What is being asked: Count the lines of the records below that hold the word "code", and give only the number.

Material supplied:
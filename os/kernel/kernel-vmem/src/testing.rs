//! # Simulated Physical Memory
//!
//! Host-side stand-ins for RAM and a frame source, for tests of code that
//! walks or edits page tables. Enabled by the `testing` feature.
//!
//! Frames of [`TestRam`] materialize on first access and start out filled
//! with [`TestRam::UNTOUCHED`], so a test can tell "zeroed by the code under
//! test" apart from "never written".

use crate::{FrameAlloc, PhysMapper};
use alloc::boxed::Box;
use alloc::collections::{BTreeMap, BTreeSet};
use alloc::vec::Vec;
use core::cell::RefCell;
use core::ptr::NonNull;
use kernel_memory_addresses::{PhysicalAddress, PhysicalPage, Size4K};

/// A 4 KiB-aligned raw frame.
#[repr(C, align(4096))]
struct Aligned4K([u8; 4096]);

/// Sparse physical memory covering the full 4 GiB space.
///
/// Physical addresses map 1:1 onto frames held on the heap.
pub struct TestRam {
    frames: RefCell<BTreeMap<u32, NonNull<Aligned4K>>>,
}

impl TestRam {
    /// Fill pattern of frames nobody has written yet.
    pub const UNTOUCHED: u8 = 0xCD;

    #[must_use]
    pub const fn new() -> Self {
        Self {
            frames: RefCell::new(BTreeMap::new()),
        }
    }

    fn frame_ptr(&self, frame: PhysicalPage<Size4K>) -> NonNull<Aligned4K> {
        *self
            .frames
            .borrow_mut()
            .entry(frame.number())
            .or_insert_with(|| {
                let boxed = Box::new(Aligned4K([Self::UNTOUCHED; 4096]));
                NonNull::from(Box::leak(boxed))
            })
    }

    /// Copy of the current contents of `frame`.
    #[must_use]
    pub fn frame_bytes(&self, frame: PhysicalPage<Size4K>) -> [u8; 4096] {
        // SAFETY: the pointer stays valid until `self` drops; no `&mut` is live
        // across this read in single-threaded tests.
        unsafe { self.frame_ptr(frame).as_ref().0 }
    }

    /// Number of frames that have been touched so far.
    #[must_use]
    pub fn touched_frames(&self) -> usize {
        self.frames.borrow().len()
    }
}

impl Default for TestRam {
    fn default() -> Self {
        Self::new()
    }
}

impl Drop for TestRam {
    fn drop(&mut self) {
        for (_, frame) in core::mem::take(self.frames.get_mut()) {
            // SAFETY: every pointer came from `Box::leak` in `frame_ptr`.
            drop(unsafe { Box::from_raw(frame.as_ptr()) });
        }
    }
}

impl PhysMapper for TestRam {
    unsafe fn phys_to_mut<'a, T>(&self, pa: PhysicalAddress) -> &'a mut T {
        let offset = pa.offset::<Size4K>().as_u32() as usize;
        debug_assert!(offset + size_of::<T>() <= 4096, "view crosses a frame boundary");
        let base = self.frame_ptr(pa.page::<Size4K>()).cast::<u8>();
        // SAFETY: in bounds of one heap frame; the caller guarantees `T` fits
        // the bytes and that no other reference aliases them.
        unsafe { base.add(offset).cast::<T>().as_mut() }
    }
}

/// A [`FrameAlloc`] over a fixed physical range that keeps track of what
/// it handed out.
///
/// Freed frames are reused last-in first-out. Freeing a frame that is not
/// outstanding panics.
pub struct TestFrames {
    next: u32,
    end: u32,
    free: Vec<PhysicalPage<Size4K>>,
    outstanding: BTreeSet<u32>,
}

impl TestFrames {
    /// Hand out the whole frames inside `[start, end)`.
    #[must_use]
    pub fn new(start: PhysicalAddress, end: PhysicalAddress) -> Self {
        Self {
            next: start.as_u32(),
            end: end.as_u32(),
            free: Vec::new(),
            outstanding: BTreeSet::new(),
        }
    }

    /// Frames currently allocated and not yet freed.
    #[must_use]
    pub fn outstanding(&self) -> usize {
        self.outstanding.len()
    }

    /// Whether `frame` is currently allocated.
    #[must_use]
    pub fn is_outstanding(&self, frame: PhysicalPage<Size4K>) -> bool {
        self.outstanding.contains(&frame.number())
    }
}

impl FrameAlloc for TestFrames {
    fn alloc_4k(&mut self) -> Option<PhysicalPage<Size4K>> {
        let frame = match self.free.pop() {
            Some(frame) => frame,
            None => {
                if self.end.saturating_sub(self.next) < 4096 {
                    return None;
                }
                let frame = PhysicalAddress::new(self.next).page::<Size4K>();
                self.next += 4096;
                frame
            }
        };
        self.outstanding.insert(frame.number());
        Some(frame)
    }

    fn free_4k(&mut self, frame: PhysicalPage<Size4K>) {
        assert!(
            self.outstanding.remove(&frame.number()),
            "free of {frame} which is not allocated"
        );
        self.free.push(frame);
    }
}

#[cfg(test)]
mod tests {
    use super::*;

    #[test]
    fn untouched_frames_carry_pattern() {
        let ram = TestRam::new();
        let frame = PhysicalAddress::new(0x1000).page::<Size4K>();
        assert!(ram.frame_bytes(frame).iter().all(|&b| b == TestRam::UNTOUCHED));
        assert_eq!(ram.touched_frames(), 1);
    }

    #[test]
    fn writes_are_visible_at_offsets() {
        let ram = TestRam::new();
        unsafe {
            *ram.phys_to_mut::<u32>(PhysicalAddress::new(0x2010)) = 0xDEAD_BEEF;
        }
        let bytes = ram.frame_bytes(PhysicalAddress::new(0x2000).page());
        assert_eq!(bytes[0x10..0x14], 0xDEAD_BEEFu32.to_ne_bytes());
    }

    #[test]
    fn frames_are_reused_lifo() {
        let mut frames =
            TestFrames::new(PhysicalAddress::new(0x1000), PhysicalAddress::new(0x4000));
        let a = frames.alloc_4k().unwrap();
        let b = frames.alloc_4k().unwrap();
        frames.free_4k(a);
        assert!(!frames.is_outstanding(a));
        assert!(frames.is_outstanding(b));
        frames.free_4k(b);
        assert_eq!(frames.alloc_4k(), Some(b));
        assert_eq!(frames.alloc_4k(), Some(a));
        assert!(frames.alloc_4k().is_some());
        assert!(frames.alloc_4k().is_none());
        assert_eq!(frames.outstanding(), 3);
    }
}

...

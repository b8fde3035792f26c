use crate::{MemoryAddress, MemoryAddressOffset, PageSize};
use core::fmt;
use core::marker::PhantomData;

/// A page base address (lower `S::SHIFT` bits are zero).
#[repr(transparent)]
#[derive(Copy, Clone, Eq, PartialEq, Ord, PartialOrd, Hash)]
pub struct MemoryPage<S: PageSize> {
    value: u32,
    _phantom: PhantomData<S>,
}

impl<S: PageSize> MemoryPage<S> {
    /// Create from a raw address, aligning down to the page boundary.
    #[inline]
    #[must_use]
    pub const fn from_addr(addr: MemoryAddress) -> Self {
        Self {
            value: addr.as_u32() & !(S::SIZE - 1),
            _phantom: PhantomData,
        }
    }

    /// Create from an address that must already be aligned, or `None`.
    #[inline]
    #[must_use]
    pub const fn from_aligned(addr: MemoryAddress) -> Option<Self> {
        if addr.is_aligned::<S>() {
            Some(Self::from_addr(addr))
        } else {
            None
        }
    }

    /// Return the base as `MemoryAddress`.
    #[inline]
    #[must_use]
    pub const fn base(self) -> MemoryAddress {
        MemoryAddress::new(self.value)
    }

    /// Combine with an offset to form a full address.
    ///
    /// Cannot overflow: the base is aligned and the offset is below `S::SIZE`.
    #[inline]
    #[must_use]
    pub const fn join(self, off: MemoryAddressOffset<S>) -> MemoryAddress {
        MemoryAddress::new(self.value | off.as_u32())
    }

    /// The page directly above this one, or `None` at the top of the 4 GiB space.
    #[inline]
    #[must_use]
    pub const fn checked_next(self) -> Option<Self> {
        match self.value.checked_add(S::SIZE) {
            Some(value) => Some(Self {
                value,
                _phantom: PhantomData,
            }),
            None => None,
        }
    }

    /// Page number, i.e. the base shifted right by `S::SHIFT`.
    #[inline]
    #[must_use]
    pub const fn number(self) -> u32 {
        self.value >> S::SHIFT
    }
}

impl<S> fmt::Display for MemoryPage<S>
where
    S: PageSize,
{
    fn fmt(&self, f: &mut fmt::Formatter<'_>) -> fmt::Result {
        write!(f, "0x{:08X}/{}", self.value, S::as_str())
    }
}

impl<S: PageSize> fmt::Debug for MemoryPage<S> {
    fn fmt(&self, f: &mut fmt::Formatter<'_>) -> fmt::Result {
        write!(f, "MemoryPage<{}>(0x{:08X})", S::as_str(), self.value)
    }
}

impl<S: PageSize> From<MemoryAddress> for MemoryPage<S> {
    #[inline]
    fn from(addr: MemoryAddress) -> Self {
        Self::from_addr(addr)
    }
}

Response to this task: 2